### [Prompt]
Could you retype the entries exactly as they are?

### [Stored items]
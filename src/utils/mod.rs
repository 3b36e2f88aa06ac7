//! Utility functions and helpers
//!
//! Cryptographic primitives, encoding helpers, and the bincode wrapper
//! used for every persisted value in the ledger.

pub mod crypto;
pub mod serialization;

pub use crypto::{
    base58_decode, base58_encode, ecdsa_p256_sha256_sign_digest, ecdsa_p256_sha256_sign_verify,
    new_key_pair, ripemd160_digest, sha256_digest,
};

pub use serialization::{deserialize, serialize};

### [Exercise result]
filename src/utils/mod.rs
repository 3b36e2f88aa06ac7
//! Utility functions and helpers
//!
//! Cryptographic primitives, encoding helpers, and the bincode wrapper
//! used for every persisted value in the ledger.

pub mod crypto;
pub mod serialization;

pub use crypto::{
    base58_decode, base58_encode, ecdsa_p256_sha256_sign_digest, ecdsa_p256_sha256_sign_verify,
    new_key_pair, ripemd160_digest, sha256_digest,
};

pub use serialization::{deserialize, serialize};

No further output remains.